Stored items
↓
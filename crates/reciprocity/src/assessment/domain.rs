use serde::{Deserialize, Serialize};

/// The six scored domains of the instrument. Serialized under their short
/// codes, which are also the column names in the assessments table.
#[derive(Debug, Clone, Copy, PartialEq, Eq, Hash, Serialize, Deserialize)]
pub enum Domain {
    #[serde(rename = "TP")]
    ThreatPerception,
    #[serde(rename = "BI")]
    BehavioralIndicators,
    #[serde(rename = "OE")]
    ObjectiveExposure,
    #[serde(rename = "LC")]
    LeadershipClarity,
    #[serde(rename = "SC")]
    SocialClimate,
    #[serde(rename = "PS")]
    PhysiologicalStress,
}

impl Domain {
    pub const fn ordered() -> [Self; 6] {
        [
            Self::ThreatPerception,
            Self::BehavioralIndicators,
            Self::ObjectiveExposure,
            Self::LeadershipClarity,
            Self::SocialClimate,
            Self::PhysiologicalStress,
        ]
    }

    pub const fn code(self) -> &'static str {
        match self {
            Self::ThreatPerception => "TP",
            Self::BehavioralIndicators => "BI",
            Self::ObjectiveExposure => "OE",
            Self::LeadershipClarity => "LC",
            Self::SocialClimate => "SC",
            Self::PhysiologicalStress => "PS",
        }
    }

    pub const fn label(self) -> &'static str {
        match self {
            Self::ThreatPerception => "Threat Perception",
            Self::BehavioralIndicators => "Behavioral Indicators",
            Self::ObjectiveExposure => "Objective Exposure",
            Self::LeadershipClarity => "Leadership Clarity",
            Self::SocialClimate => "Social Climate",
            Self::PhysiologicalStress => "Physiological Stress",
        }
    }
}

/// Which rater answered a perspective section of the script.
#[derive(Debug, Clone, Copy, PartialEq, Eq, Hash, Serialize, Deserialize)]
pub enum RaterGroup {
    #[serde(rename = "self")]
    SelfReport,
    #[serde(rename = "coworker")]
    Coworker,
    #[serde(rename = "supervisor")]
    Supervisor,
}

impl RaterGroup {
    pub const fn ordered() -> [Self; 3] {
        [Self::SelfReport, Self::Coworker, Self::Supervisor]
    }

    pub const fn label(self) -> &'static str {
        match self {
            Self::SelfReport => "self",
            Self::Coworker => "coworker",
            Self::Supervisor => "supervisor",
        }
    }

    pub const fn heading(self) -> &'static str {
        match self {
            Self::SelfReport => "Self-Report",
            Self::Coworker => "Coworker Assessment",
            Self::Supervisor => "Supervisor Assessment",
        }
    }
}

/// One recorded answer. Scale answers hold the raw slider value; any reverse
/// adjustment happens at aggregation time.
#[derive(Debug, Clone, PartialEq, Serialize, Deserialize)]
#[serde(untagged)]
pub enum Answer {
    Scale(f64),
    Text(String),
}

impl Answer {
    pub fn as_scale(&self) -> Option<f64> {
        match self {
            Answer::Scale(value) => Some(*value),
            Answer::Text(_) => None,
        }
    }

    pub fn as_text(&self) -> Option<&str> {
        match self {
            Answer::Text(value) => Some(value),
            Answer::Scale(_) => None,
        }
    }
}

/// The six domain inputs the scoring engine consumes, each in 0..=100.
/// Missing fields deserialize to zero so partial payloads score the way the
/// service always has.
#[derive(Debug, Clone, Copy, PartialEq, Default, Serialize, Deserialize)]
#[serde(default)]
pub struct DomainScores {
    #[serde(rename = "TP")]
    pub tp: f64,
    #[serde(rename = "BI")]
    pub bi: f64,
    #[serde(rename = "OE")]
    pub oe: f64,
    #[serde(rename = "LC")]
    pub lc: f64,
    #[serde(rename = "SC")]
    pub sc: f64,
    #[serde(rename = "PS")]
    pub ps: f64,
}

impl DomainScores {
    pub fn get(&self, domain: Domain) -> f64 {
        match domain {
            Domain::ThreatPerception => self.tp,
            Domain::BehavioralIndicators => self.bi,
            Domain::ObjectiveExposure => self.oe,
            Domain::LeadershipClarity => self.lc,
            Domain::SocialClimate => self.sc,
            Domain::PhysiologicalStress => self.ps,
        }
    }

    pub fn set(&mut self, domain: Domain, value: f64) {
        match domain {
            Domain::ThreatPerception => self.tp = value,
            Domain::BehavioralIndicators => self.bi = value,
            Domain::ObjectiveExposure => self.oe = value,
            Domain::LeadershipClarity => self.lc = value,
            Domain::SocialClimate => self.sc = value,
            Domain::PhysiologicalStress => self.ps = value,
        }
    }
}

/// Categorical outcome of the scoring engine. Serialized as the exact display
/// string stored in the CLASSIFICATION column.
#[derive(Debug, Clone, Copy, PartialEq, Eq, Serialize, Deserialize)]
pub enum Classification {
    #[serde(rename = "High-Risk Immediate")]
    HighRiskImmediate,
    #[serde(rename = "Individual-driven")]
    IndividualDriven,
    #[serde(rename = "Environment-driven")]
    EnvironmentDriven,
    #[serde(rename = "Mixed-origin")]
    MixedOrigin,
    #[serde(rename = "Ambiguous / Low signal")]
    AmbiguousLowSignal,
    #[serde(rename = "Mixed / Needs deeper assessment")]
    NeedsDeeperAssessment,
}

impl Classification {
    pub const fn label(self) -> &'static str {
        match self {
            Self::HighRiskImmediate => "High-Risk Immediate",
            Self::IndividualDriven => "Individual-driven",
            Self::EnvironmentDriven => "Environment-driven",
            Self::MixedOrigin => "Mixed-origin",
            Self::AmbiguousLowSignal => "Ambiguous / Low signal",
            Self::NeedsDeeperAssessment => "Mixed / Needs deeper assessment",
        }
    }

    /// Inverse of `label`, used when reading persisted rows.
    pub fn from_label(value: &str) -> Option<Self> {
        match value {
            "High-Risk Immediate" => Some(Self::HighRiskImmediate),
            "Individual-driven" => Some(Self::IndividualDriven),
            "Environment-driven" => Some(Self::EnvironmentDriven),
            "Mixed-origin" => Some(Self::MixedOrigin),
            "Ambiguous / Low signal" => Some(Self::AmbiguousLowSignal),
            "Mixed / Needs deeper assessment" => Some(Self::NeedsDeeperAssessment),
            _ => None,
        }
    }
}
↑
> Your instructions:
In the data, count the lines that include the string "IndividualDriven", then give that number and nothing more.

> Answer for this exercise:
3